There are few hurdles in today’s society greater than energy production. And when it comes to energy production there is one possible solution that could solve energy problems almost immediately that most people are aware of , nuclear power. But with this great potential also comes many problems including cost, waste management, and potential dangers from radioactivity. But perhaps it is not the process of nuclear power that is the problem, but rather the fuel used in the process.
Most power production methods work by converting matter into thermal energy. Everything from conventional gas and coal energy to even solar and in its own way wind energy runs off of heat either from matter or from the sun directly or indirectly. This heat is then converted into kinetic energy either through photovoltaic cells or a turbine that spins. Even hydroelectric energy is largely generated from heat as the sun evaporates water which then rains down uphill and streams down into rivers utilizing gravity to bring it down to the ground levels. Nuclear fission works in very much the same way, utilizing heated uranium which then in turn is pumped through water tanks in pipes in order to both cool the uranium and heat the water to a boiling point where it can become steam. The steam then becomes pressurized and vents through turbines which then spin magnets and create electricity. The massive cooling towers seen at nuclear power plants are there to cool water and release safe water vapor into the air. But there are several downsides to using nuclear power as the process is still a fairly primitive and dangerous one. In the end having pressurized water, radioactive material, and a constant need for maintenance 24 hours a day makes the concept of having a nuclear power plant in town seem more like a proverbial Sword of Damoclese than a gift from Mount Olympus. Additionally, there is deadly radioactive waste that has the potential to seep into groundwater and the high cost of maintenance for nuclear power plants.

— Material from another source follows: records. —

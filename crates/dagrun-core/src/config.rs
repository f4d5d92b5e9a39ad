//! Global configuration
//!
//! Loaded from a JSON file, from environment variables, or built in code.
//! Environment variables win over file values.

use std::path::{Path, PathBuf};
use std::time::Duration;

use serde::{Deserialize, Serialize};

/// Configuration errors
#[derive(Debug, thiserror::Error)]
pub enum ConfigError {
    #[error("failed to read config: {0}")]
    Io(#[from] std::io::Error),

    #[error("failed to parse config: {0}")]
    Parse(#[from] serde_json::Error),

    #[error("invalid value for {key}: {value}")]
    InvalidValue { key: String, value: String },
}

/// Per-queue concurrency override from global configuration
///
/// A global override for a queue name wins over any DAG-level
/// `maxActiveRuns` for runs admitted to that queue.
#[derive(Debug, Clone, PartialEq, Eq, Serialize, Deserialize)]
pub struct QueueOverride {
    pub name: String,
    pub max_concurrency: u32,
}

/// Process-wide configuration
#[derive(Debug, Clone, PartialEq, Serialize, Deserialize)]
#[serde(rename_all = "snake_case", default)]
pub struct Config {
    /// Root directory for run history and logs
    pub data_dir: PathBuf,

    /// Directory scanned for workflow definitions
    pub dags_dir: PathBuf,

    /// Control-plane bind address
    pub host: String,
    pub port: u16,

    /// Internal coordinator listener bind address
    pub coordinator_host: String,
    pub coordinator_port: u16,

    /// Coordinator endpoints workers fail over across, in order
    pub coordinator_endpoints: Vec<String>,

    /// Scheduler timezone name; cron expressions without `CRON_TZ=` use
    /// this, falling back to local time when unset
    pub scheduler_timezone: Option<String>,

    /// Global queue overrides
    pub queues: Vec<QueueOverride>,

    /// Server-side idle timeout for coordinator polls, in seconds
    pub poll_timeout_sec: u64,

    /// Cap on captured step output, in bytes
    pub output_capture_limit: usize,

    /// Default history retention when a DAG does not set its own
    pub hist_retention_days: u32,

    /// Worker identity and labels (worker processes only)
    pub worker_id: Option<String>,
    pub worker_labels: std::collections::BTreeMap<String, String>,
}

impl Default for Config {
    fn default() -> Self {
        Self {
            data_dir: PathBuf::from("data"),
            dags_dir: PathBuf::from("dags"),
            host: "127.0.0.1".to_string(),
            port: 8080,
            coordinator_host: "127.0.0.1".to_string(),
            coordinator_port: 8090,
            coordinator_endpoints: vec!["http://127.0.0.1:8090".to_string()],
            scheduler_timezone: None,
            queues: Vec::new(),
            poll_timeout_sec: 30,
            output_capture_limit: 64 * 1024,
            hist_retention_days: 30,
            worker_id: None,
            worker_labels: std::collections::BTreeMap::new(),
        }
    }
}

impl Config {
    /// Load from a JSON file, then apply environment overrides.
    pub fn load(path: impl AsRef<Path>) -> Result<Self, ConfigError> {
        let raw = std::fs::read_to_string(path)?;
        let config: Self = serde_json::from_str(&raw)?;
        config.apply_env()
    }

    /// Build from defaults plus environment overrides.
    pub fn from_env() -> Result<Self, ConfigError> {
        Self::default().apply_env()
    }

    fn apply_env(mut self) -> Result<Self, ConfigError> {
        if let Ok(v) = std::env::var("DAGRUN_DATA_DIR") {
            self.data_dir = PathBuf::from(v);
        }
        if let Ok(v) = std::env::var("DAGRUN_DAGS_DIR") {
            self.dags_dir = PathBuf::from(v);
        }
        if let Ok(v) = std::env::var("DAGRUN_HOST") {
            self.host = v;
        }
        if let Ok(v) = std::env::var("DAGRUN_PORT") {
            self.port = parse_env("DAGRUN_PORT", &v)?;
        }
        if let Ok(v) = std::env::var("DAGRUN_COORDINATOR_PORT") {
            self.coordinator_port = parse_env("DAGRUN_COORDINATOR_PORT", &v)?;
        }
        if let Ok(v) = std::env::var("DAGRUN_COORDINATOR_ENDPOINTS") {
            self.coordinator_endpoints = v.split(',').map(|s| s.trim().to_string()).collect();
        }
        if let Ok(v) = std::env::var("DAGRUN_SCHEDULER_TZ") {
            self.scheduler_timezone = Some(v);
        }
        if let Ok(v) = std::env::var("DAGRUN_POLL_TIMEOUT_SEC") {
            self.poll_timeout_sec = parse_env("DAGRUN_POLL_TIMEOUT_SEC", &v)?;
        }
        if let Ok(v) = std::env::var("DAGRUN_WORKER_ID") {
            self.worker_id = Some(v);
        }
        Ok(self)
    }

    /// Coordinator idle poll timeout.
    pub fn poll_timeout(&self) -> Duration {
        Duration::from_secs(self.poll_timeout_sec)
    }

    /// Global concurrency override for a queue name, if configured.
    pub fn queue_override(&self, name: &str) -> Option<u32> {
        self.queues
            .iter()
            .find(|q| q.name == name)
            .map(|q| q.max_concurrency)
    }

    /// Control-plane bind address.
    pub fn bind_addr(&self) -> String {
        format!("{}:{}", self.host, self.port)
    }

    /// Coordinator bind address.
    pub fn coordinator_bind_addr(&self) -> String {
        format!("{}:{}", self.coordinator_host, self.coordinator_port)
    }
}

fn parse_env<T: std::str::FromStr>(key: &str, value: &str) -> Result<T, ConfigError> {
    value.parse().map_err(|_| ConfigError::InvalidValue {
        key: key.to_string(),
        value: value.to_string(),
    })
}
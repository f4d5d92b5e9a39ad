//! Shared engine dependencies

use std::path::PathBuf;
use std::sync::Arc;

use dagrun_core::Config;
use dagrun_dispatch::DispatchClient;
use dagrun_storage::RunStore;

/// Dependencies threaded through the execution subsystem
///
/// Cheap to clone; everything inside is shared.
#[derive(Clone)]
pub struct EngineContext {
    /// Run history store
    pub store: Arc<dyn RunStore>,

    /// Global configuration
    pub config: Arc<Config>,

    /// Directory of the current definition, for resolving sub-DAG paths
    pub dag_dir: PathBuf,

    /// Present when a coordinator is configured; enables remote dispatch
    pub dispatch_client: Option<Arc<DispatchClient>>,
}

impl EngineContext {
    /// Context with a store and configuration, no remote dispatch.
    pub fn new(store: Arc<dyn RunStore>, config: Arc<Config>) -> Self {
        Self {
            store,
            config,
            dag_dir: PathBuf::from("."),
            dispatch_client: None,
        }
    }

    /// Set the definition directory.
    pub fn with_dag_dir(mut self, dir: impl Into<PathBuf>) -> Self {
        self.dag_dir = dir.into();
        self
    }

    /// Enable remote dispatch through the coordinator.
    pub fn with_dispatch_client(mut self, client: Arc<DispatchClient>) -> Self {
        self.dispatch_client = Some(client);
        self
    }
}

Helium 3 is the answer to these problems, according to Gerald Kulcinski and several other scientists who have proposed the mining of the deposits present throughout the Lunar surface. Helium 3, unlike Uranium 235 could pass the barrier between matter and energy without the need to convert into heat first. Imagine no water to litter with radioactive materials, no waste left over to dump in ever growing landfills, and no potential threat of a meltdown that could result in thousands of deaths. Such potential for energy would need to create far larger power plants that could operate at peak efficiency for longer with fewer moving parts and more efficiently than even the best nuclear fission plants we have on Earth.
But would a mission to Mars be able to process and return enough Helium 3 to make it a viable energy alternative? Missions to Mars would need to carry enough fuel to reach the Lunar surface, but could use rocket propellants such as hydrogen (found in water which does exist on the Lunar surface in significant quantities) and allow the weight requirements to the moon itself to be far lower than if the Moon did not have water. Helium 3, if processed and separated on the moon itself could be far more efficiently then carted to Earth and used in nuclear power plants. If nuclear fusion is ever achieved, not only will there be extensive expeditions to the moon to acquire helium 3 to power the planet, but future expeditions could even begin mining of gas giants such as Saturn which has a virtually inexhaustible supply.